Around the peak of the Red City’s prosperity, a new dominant currency began to emerge. These coins, known as binari, were wrought from a soft, warm metal, and squirmed slightly when held in human hands. What was perhaps most curious about them was that they were classified not only by denomination, but also by sex. If male and female binari were left in the same purse overnight, more could usually be found when it was opened again in the morning.
Maintaining a healthy ecosystem for one’s own money became the key to accumulating wealth. Earnings could be maximized by balancing the number of male and female binari stored in one place; as such, it was thought best to avoid spending odd-numbered amounts whenever possible. They could only reproduce while stored in total darkness, and only with opposite-sexed coins that were positioned in direct contact. Not all binari made good mates, either; determining which ones would multiply together required careful observation.
This problem was made more difficult by yet another lifelike property of binari coins, which was that after around thirty days in circulation, they died of old age. There were many superstitions about how their owners could increase their lifespan, from spritzing their chambers with perfume to massaging them with magnets, yet nothing seemed to have any significant effect. Many opportunists tried to spend them just before they shriveled away into little chrome raisins, and in response, shopkeepers began turning away customers who disproportionately spent binari that were on the verge of death.

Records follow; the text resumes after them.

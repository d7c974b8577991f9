use std::fmt::Write as _;
use std::sync::Arc;

use crate::application::engine::Engine;
use crate::application::errors::CommandError;
use crate::domain::entities::{Command, CommandRegistry, Content, Message, ProposedArticle, VoterSnapshot};
use crate::domain::rules::ProposalState;

/// Service for managing and executing text commands against the engine
pub struct CommandService {
    registry: CommandRegistry,
    prefix: String,
    engine: Arc<Engine>,
}
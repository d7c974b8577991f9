//! Application layer - Use cases and business logic
//!
//! This layer contains:
//! - Engine: the context object every front end talks to
//! - Services: ledger, constitution, debate, proposals and text commands
//! - Locks: keyed exclusive sections for voters and proposals
//! - Errors: engine, command, storage and config errors
//! - Messaging: parsing raw lines into commands

pub mod engine;
pub mod errors;
pub mod locks;
pub mod messaging;
pub mod services;

pub use engine::Engine;
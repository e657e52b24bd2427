//! Rule and match-type definitions.

use std::net::IpAddr;

use hickory_proto::rr::{Name, RecordType};
use serde::{Deserialize, Serialize};

use crate::matcher::name::is_user_type;
use crate::traits::SignerKey;

/// How a rule matches an update request.
///
/// Serialized spellings follow the policy language (`self`,
/// `krb5-subdomain`, `6to4-self`, ...) so a config loader can
/// deserialize match types directly.
#[derive(Debug, Clone, Copy, PartialEq, Eq, Serialize, Deserialize)]
#[serde(rename_all = "kebab-case")]
pub enum MatchType {
    /// Target name equals the rule name exactly.
    Name,
    /// Target name is at or below the rule name.
    Subdomain,
    /// Target name matches the rule's wildcard pattern.
    Wildcard,
    /// Target name equals the signer name.
    #[serde(rename = "self")]
    SelfName,
    /// Target name is strictly below the signer name.
    #[serde(rename = "selfsub")]
    SelfSub,
    /// Target name matches `*.` prepended to the signer name.
    #[serde(rename = "selfwild")]
    SelfWild,
    /// Kerberos principal updating its own machine name.
    Krb5Self,
    /// Windows principal updating its own machine name.
    MsSelf,
    /// Kerberos principal, names below its machine name.
    #[serde(rename = "krb5-selfsub")]
    Krb5SelfSub,
    /// Windows principal, names below its machine name.
    #[serde(rename = "ms-selfsub")]
    MsSelfSub,
    /// Kerberos realm membership plus a subtree restriction.
    Krb5Subdomain,
    /// Windows realm membership plus a subtree restriction.
    MsSubdomain,
    /// Reverse-mapped TCP source address updating itself.
    TcpSelf,
    /// 6to4 prefix of the TCP source address updating itself.
    #[serde(rename = "6to4-self")]
    SixToFourSelf,
    /// Decision delegated to an external authorizer.
    External,
    /// Session-key update restricted to the localhost ACL.
    Local,
    /// Decision delegated to the table's DLZ backend.
    Dlz,
}

impl MatchType {
    /// Policy-language spelling, for logs and diagnostics.
    pub fn as_str(&self) -> &'static str {
        match self {
            MatchType::Name => "name",
            MatchType::Subdomain => "subdomain",
            MatchType::Wildcard => "wildcard",
            MatchType::SelfName => "self",
            MatchType::SelfSub => "selfsub",
            MatchType::SelfWild => "selfwild",
            MatchType::Krb5Self => "krb5-self",
            MatchType::MsSelf => "ms-self",
            MatchType::Krb5SelfSub => "krb5-selfsub",
            MatchType::MsSelfSub => "ms-selfsub",
            MatchType::Krb5Subdomain => "krb5-subdomain",
            MatchType::MsSubdomain => "ms-subdomain",
            MatchType::TcpSelf => "tcp-self",
            MatchType::SixToFourSelf => "6to4-self",
            MatchType::External => "external",
            MatchType::Local => "local",
            MatchType::Dlz => "dlz",
        }
    }
}

impl std::fmt::Display for MatchType {
    fn fmt(&self, f: &mut std::fmt::Formatter<'_>) -> std::fmt::Result {
        f.write_str(self.as_str())
    }
}

/// One grant/deny clause in a rule table.
#[derive(Debug, Clone)]
pub struct Rule {
    pub(crate) grant: bool,
    pub(crate) match_type: MatchType,
    pub(crate) identity: Name,
    pub(crate) name: Name,
    pub(crate) types: Vec<RecordType>,
}

impl Rule {
    /// Outcome when this rule matches.
    pub fn is_grant(&self) -> bool {
        self.grant
    }

    /// How the rule matches.
    pub fn match_type(&self) -> MatchType {
        self.match_type
    }

    /// Signer pattern (may be a wildcard name).
    pub fn identity(&self) -> &Name {
        &self.identity
    }

    /// Target-name pattern.
    pub fn name(&self) -> &Name {
        &self.name
    }

    /// Record types the rule covers; empty means all user types.
    pub fn types(&self) -> &[RecordType] {
        &self.types
    }

    /// Type filter.
    ///
    /// An empty list covers every user type but never NS, SOA, or
    /// RRSIG; a non-empty list must name the type or contain ANY.
    pub(crate) fn covers_type(&self, rtype: RecordType) -> bool {
        if self.types.is_empty() {
            is_user_type(rtype)
        } else {
            self.types
                .iter()
                .any(|t| *t == RecordType::ANY || *t == rtype)
        }
    }
}

/// One update-authorization request.
///
/// Borrowed view over the request; the engine copies nothing.
pub struct UpdateContext<'a> {
    /// Authenticated signer name, if the request was signed.
    pub signer: Option<&'a Name>,
    /// Name targeted by the update.
    pub name: &'a Name,
    /// Source address of the request.
    pub addr: Option<IpAddr>,
    /// Whether the request arrived over TCP.
    pub tcp: bool,
    /// Record type being updated.
    pub rtype: RecordType,
    /// Key that authenticated the request, if any.
    pub key: Option<&'a dyn SignerKey>,
}

impl std::fmt::Debug for UpdateContext<'_> {
    fn fmt(&self, f: &mut std::fmt::Formatter<'_>) -> std::fmt::Result {
        f.debug_struct("UpdateContext")
            .field("signer", &self.signer)
            .field("name", &self.name)
            .field("addr", &self.addr)
            .field("tcp", &self.tcp)
            .field("rtype", &self.rtype)
            .field("key", &self.key.map(|k| k.name()))
            .finish()
    }
}
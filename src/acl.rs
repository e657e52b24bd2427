//! Address-list matching backed by CIDR sets.

use std::collections::HashMap;
use std::net::{IpAddr, Ipv4Addr, Ipv6Addr};

use ipnet::{IpNet, Ipv4Net, Ipv6Net};

use crate::error::PredicateError;
use crate::traits::{AclMatcher, LOCALHOST_ACL};

/// Named address lists implementing [`AclMatcher`].
///
/// Each list keeps its networks in sorted, deduplicated v4/v6 vectors;
/// lookup is a linear containment scan. A lookup against a list that
/// was never defined is an error, not a miss, so a misconfigured ACL
/// name cannot silently pass.
#[derive(Debug, Default)]
pub struct NetworkAcl {
    lists: HashMap<String, CidrSet>,
}

#[derive(Debug, Default)]
struct CidrSet {
    v4: Vec<Ipv4Net>,
    v6: Vec<Ipv6Net>,
}

impl CidrSet {
    fn insert(&mut self, net: IpNet) {
        match net {
            IpNet::V4(v4) => {
                self.v4.push(v4);
                self.v4.sort();
                self.v4.dedup();
            }
            IpNet::V6(v6) => {
                self.v6.push(v6);
                self.v6.sort();
                self.v6.dedup();
            }
        }
    }

    fn contains(&self, addr: IpAddr) -> bool {
        match addr {
            IpAddr::V4(v4) => self.v4.iter().any(|net| net.contains(&v4)),
            IpAddr::V6(v6) => self.v6.iter().any(|net| net.contains(&v6)),
        }
    }
}

impl NetworkAcl {
    /// Create an empty ACL set.
    pub fn new() -> Self {
        Self::default()
    }

    /// ACL set whose `localhost` list covers the loopback ranges.
    pub fn with_localhost() -> Self {
        let mut acl = Self::new();
        let v4 = Ipv4Net::new(Ipv4Addr::new(127, 0, 0, 0), 8).expect("valid prefix");
        let v6 = Ipv6Net::new(Ipv6Addr::LOCALHOST, 128).expect("valid prefix");
        acl.add(LOCALHOST_ACL, IpNet::V4(v4));
        acl.add(LOCALHOST_ACL, IpNet::V6(v6));
        acl
    }

    /// Add a network to the named list, creating the list if needed.
    pub fn add(&mut self, list: impl Into<String>, net: IpNet) -> &mut Self {
        self.lists.entry(list.into()).or_default().insert(net);
        self
    }

    /// Number of defined lists.
    pub fn list_count(&self) -> usize {
        self.lists.len()
    }
}

impl AclMatcher for NetworkAcl {
    fn matches(&self, addr: IpAddr, acl: &str) -> Result<bool, PredicateError> {
        match self.lists.get(acl) {
            Some(set) => Ok(set.contains(addr)),
            None => Err(PredicateError::Acl(format!("unknown acl: {acl}"))),
        }
    }
}
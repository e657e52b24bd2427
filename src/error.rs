//! Error types for the policy engine.

use hickory_proto::rr::{Name, RecordType};
use thiserror::Error;

/// Errors raised while building a rule table.
///
/// These are configuration-time contract violations; a loader should
/// surface them as hard failures naming the offending policy clause.
#[derive(Debug, Error)]
pub enum RuleError {
    /// Rule identity must be a fully qualified name.
    #[error("rule identity is not absolute: {0}")]
    IdentityNotAbsolute(Name),

    /// Rule name must be a fully qualified name.
    #[error("rule name is not absolute: {0}")]
    NameNotAbsolute(Name),

    /// A wildcard rule's name must itself be a wildcard pattern.
    #[error("wildcard rule requires a wildcard name: {0}")]
    NotWildcard(Name),

    /// Type lists hold concrete data types or ANY, never meta types.
    #[error("record type {0} is not allowed in a rule type list")]
    MetaType(RecordType),
}

/// Error returned by an injected match predicate.
///
/// The evaluator never propagates these: a failing predicate is logged
/// and treated as "did not match", so authorization stays fail-closed.
#[derive(Debug, Error)]
pub enum PredicateError {
    /// ACL lookup failed.
    #[error("acl lookup failed: {0}")]
    Acl(String),

    /// Backend error (realm service, external daemon, database, ...).
    #[error("backend error: {0}")]
    Backend(String),
}

impl PredicateError {
    /// Create a backend error from any error type.
    #[inline]
    pub fn backend<E: std::fmt::Display>(err: E) -> Self {
        Self::Backend(err.to_string())
    }
}
/// Delegate a realm check, downgrading errors and absent capability to
/// "no match".
fn realm_matches(
    env: &CheckEnv<'_>,
    signer: Option<&Name>,
    target: Option<&Name>,
    realm: &Name,
    subdomain: bool,
    ms: bool,
) -> bool {
    let Some(signer) = signer else {
        return false;
    };
    let Some(matcher) = env.realm else {
        debug!("realm rule present but no realm matcher configured");
        return false;
    };
    let result = if ms {
        matcher.matches_ms(signer, target, realm, subdomain)
    } else {
        matcher.matches_krb5(signer, target, realm, subdomain)
    };
    match result {
        Ok(matched) => matched,
        Err(err) => {
            warn!(error = %err, "realm matcher failed; treating rule as no match");
            false
        }
    }
}

impl std::fmt::Debug for SsuTable {
    fn fmt(&self, f: &mut std::fmt::Formatter<'_>) -> std::fmt::Result {
        f.debug_struct("SsuTable")
            .field("rules", &self.rules.len())
            .field("dlz", &self.dlz.is_some())
            .finish()
    }
}

// ── Hot-reloadable table ──

/// A hot-reloadable holder for the current [`SsuTable`].
///
/// Reads are wait-free; [`update`](Self::update) atomically publishes a
/// replacement table. In-flight checks finish against the table they
/// started with.
pub struct ReloadableTable {
    inner: ArcSwap<SsuTable>,
}

impl ReloadableTable {
    /// Wrap an initial table.
    pub fn new(table: SsuTable) -> Self {
        Self {
            inner: ArcSwap::new(Arc::new(table)),
        }
    }

    /// Check a request against the current table.
    pub fn check_rules(&self, ctx: &UpdateContext<'_>, env: &CheckEnv<'_>) -> bool {
        self.inner.load().check_rules(ctx, env)
    }

    /// Snapshot of the current table.
    pub fn snapshot(&self) -> Arc<SsuTable> {
        self.inner.load_full()
    }

    /// Atomically replace the table.
    pub fn update(&self, table: SsuTable) {
        self.inner.store(Arc::new(table));
    }
}

impl std::fmt::Debug for ReloadableTable {
    fn fmt(&self, f: &mut std::fmt::Formatter<'_>) -> std::fmt::Result {
        f.debug_struct("ReloadableTable")
            .field("inner", &*self.inner.load())
            .finish()
    }
}

#[cfg(test)]
mod tests {
    use super::*;
    use std::str::FromStr;

    fn name(s: &str) -> Name {
        Name::from_str(s).unwrap()
    }

    fn ctx<'a>(signer: Option<&'a Name>, target: &'a Name, rtype: RecordType) -> UpdateContext<'a> {
        UpdateContext {
            signer,
            name: target,
            addr: None,
            tcp: false,
            rtype,
            key: None,
        }
    }

    #[test]
    fn empty_table_denies_everything() {
        let table = SsuTable::builder().build();
        let signer = name("key.example.com.");
        let target = name("host1.example.com.");
        assert!(!table.check_rules(
            &ctx(Some(&signer), &target, RecordType::A),
            &CheckEnv::default()
        ));
    }

    #[test]
    fn no_signer_no_addr_denies() {
        let mut builder = SsuTable::builder();
        builder
            .add_rule(
                true,
                name("*."),
                MatchType::Subdomain,
                name("example.com."),
                vec![],
            )
            .unwrap();
        let table = builder.build();
        let target = name("host1.example.com.");
        assert!(!table.check_rules(
            &ctx(None, &target, RecordType::A),
            &CheckEnv::default()
        ));
    }

    #[test]
    fn non_absolute_identity_rejected() {
        let mut builder = SsuTable::builder();
        let err = builder
            .add_rule(
                true,
                Name::from_ascii("key.example.com").unwrap(),
                MatchType::Name,
                name("example.com."),
                vec![],
            )
            .unwrap_err();
        assert!(matches!(err, RuleError::IdentityNotAbsolute(_)));
    }

    #[test]
    fn non_absolute_name_rejected() {
        let mut builder = SsuTable::builder();
        let err = builder
            .add_rule(
                true,
                name("key.example.com."),
                MatchType::Name,
                Name::from_ascii("example.com").unwrap(),
                vec![],
            )
            .unwrap_err();
        assert!(matches!(err, RuleError::NameNotAbsolute(_)));
    }

    #[test]
    fn wildcard_rule_requires_wildcard_name() {
        let mut builder = SsuTable::builder();
        let err = builder
            .add_rule(
                true,
                name("key.example.com."),
                MatchType::Wildcard,
                name("example.com."),
                vec![],
            )
            .unwrap_err();
        assert!(matches!(err, RuleError::NotWildcard(_)));

        let mut builder = SsuTable::builder();
        builder
            .add_rule(
                true,
                name("key.example.com."),
                MatchType::Wildcard,
                name("*.example.com."),
                vec![],
            )
            .unwrap();
        assert_eq!(builder.build().rule_count(), 1);
    }

    #[test]
    fn meta_type_rejected() {
        let mut builder = SsuTable::builder();
        let err = builder
            .add_rule(
                true,
                name("key.example.com."),
                MatchType::Name,
                name("example.com."),
                vec![RecordType::A, RecordType::AXFR],
            )
            .unwrap_err();
        assert!(matches!(err, RuleError::MetaType(RecordType::AXFR)));
    }

    #[test]
    fn rules_round_trip_in_insertion_order() {
        let mut builder = SsuTable::builder();
        builder
            .add_rule(
                false,
                name("a.example.com."),
                MatchType::Name,
                name("locked.example.com."),
                vec![RecordType::A],
            )
            .unwrap()
            .add_rule(
                true,
                name("b.example.com."),
                MatchType::Subdomain,
                name("example.com."),
                vec![RecordType::A, RecordType::AAAA],
            )
            .unwrap();
        let table = builder.build();

        let rules: Vec<_> = table.rules().collect();
        assert_eq!(rules.len(), 2);
        assert!(!rules[0].is_grant());
        assert_eq!(rules[0].match_type(), MatchType::Name);
        assert_eq!(rules[0].identity(), &name("a.example.com."));
        assert_eq!(rules[0].name(), &name("locked.example.com."));
        assert_eq!(rules[0].types(), &[RecordType::A]);
        assert!(rules[1].is_grant());
        assert_eq!(rules[1].types(), &[RecordType::A, RecordType::AAAA]);
    }

    #[test]
    fn self_rule_exact_match_only() {
        let mut builder = SsuTable::builder();
        builder
            .add_rule(true, name("*."), MatchType::SelfName, name("."), vec![])
            .unwrap();
        let table = builder.build();

        let signer = name("host1.example.com.");
        let same = name("host1.example.com.");
        let other = name("other.example.com.");
        let env = CheckEnv::default();
        assert!(table.check_rules(&ctx(Some(&signer), &same, RecordType::A), &env));
        assert!(!table.check_rules(&ctx(Some(&signer), &other, RecordType::A), &env));
    }

    #[test]
    fn shared_table_is_send_sync() {
        fn assert_send_sync<T: Send + Sync>() {}
        assert_send_sync::<SsuTable>();
        assert_send_sync::<ReloadableTable>();
        assert_send_sync::<Arc<SsuTable>>();
    }

    #[test]
    fn reload_swaps_atomically() {
        let holder = ReloadableTable::new(SsuTable::builder().build());
        let signer = name("key.example.com.");
        let target = name("host1.example.com.");
        let env = CheckEnv::default();
        assert!(!holder.check_rules(&ctx(Some(&signer), &target, RecordType::A), &env));

        let mut builder = SsuTable::builder();
        builder
            .add_rule(
                true,
                name("key.example.com."),
                MatchType::Subdomain,
                name("example.com."),
                vec![],
            )
            .unwrap();
        holder.update(builder.build());
        assert!(holder.check_rules(&ctx(Some(&signer), &target, RecordType::A), &env));
        assert_eq!(holder.snapshot().rule_count(), 1);
    }

    #[test]
    fn arc_sharing_is_balanced() {
        let table = Arc::new(SsuTable::builder().build());
        let second = Arc::clone(&table);
        let third = Arc::clone(&table);
        assert_eq!(Arc::strong_count(&table), 3);
        drop(second);
        drop(third);
        assert_eq!(Arc::strong_count(&table), 1);
    }
}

After around two-hundred generations of their strange relationship with humanity, disease came for the coins. This numismatic plague, a cousin of the common rust, spread between binari through direct contact. Three days after exposure, they withered away suddenly- and there seemed to be no cure. The only way to prevent its spread was by keeping all of one’s own coins separate, a practice which also prevented their reproduction. Only six weeks after the first reported case, the entire city was bankrupt, for its money had gone extinct.
The Red City adopted a new currency after this tragedy, but its citizens longed for their beloved binari to return. Many sought a means by which to resurrect the species, yet there was no mint to be found, and not a soul could remember where they came from in the first place.
There are more uncomfortable forms of currency.
Due to a technicality, living currency cannot be used to pay the ferryman.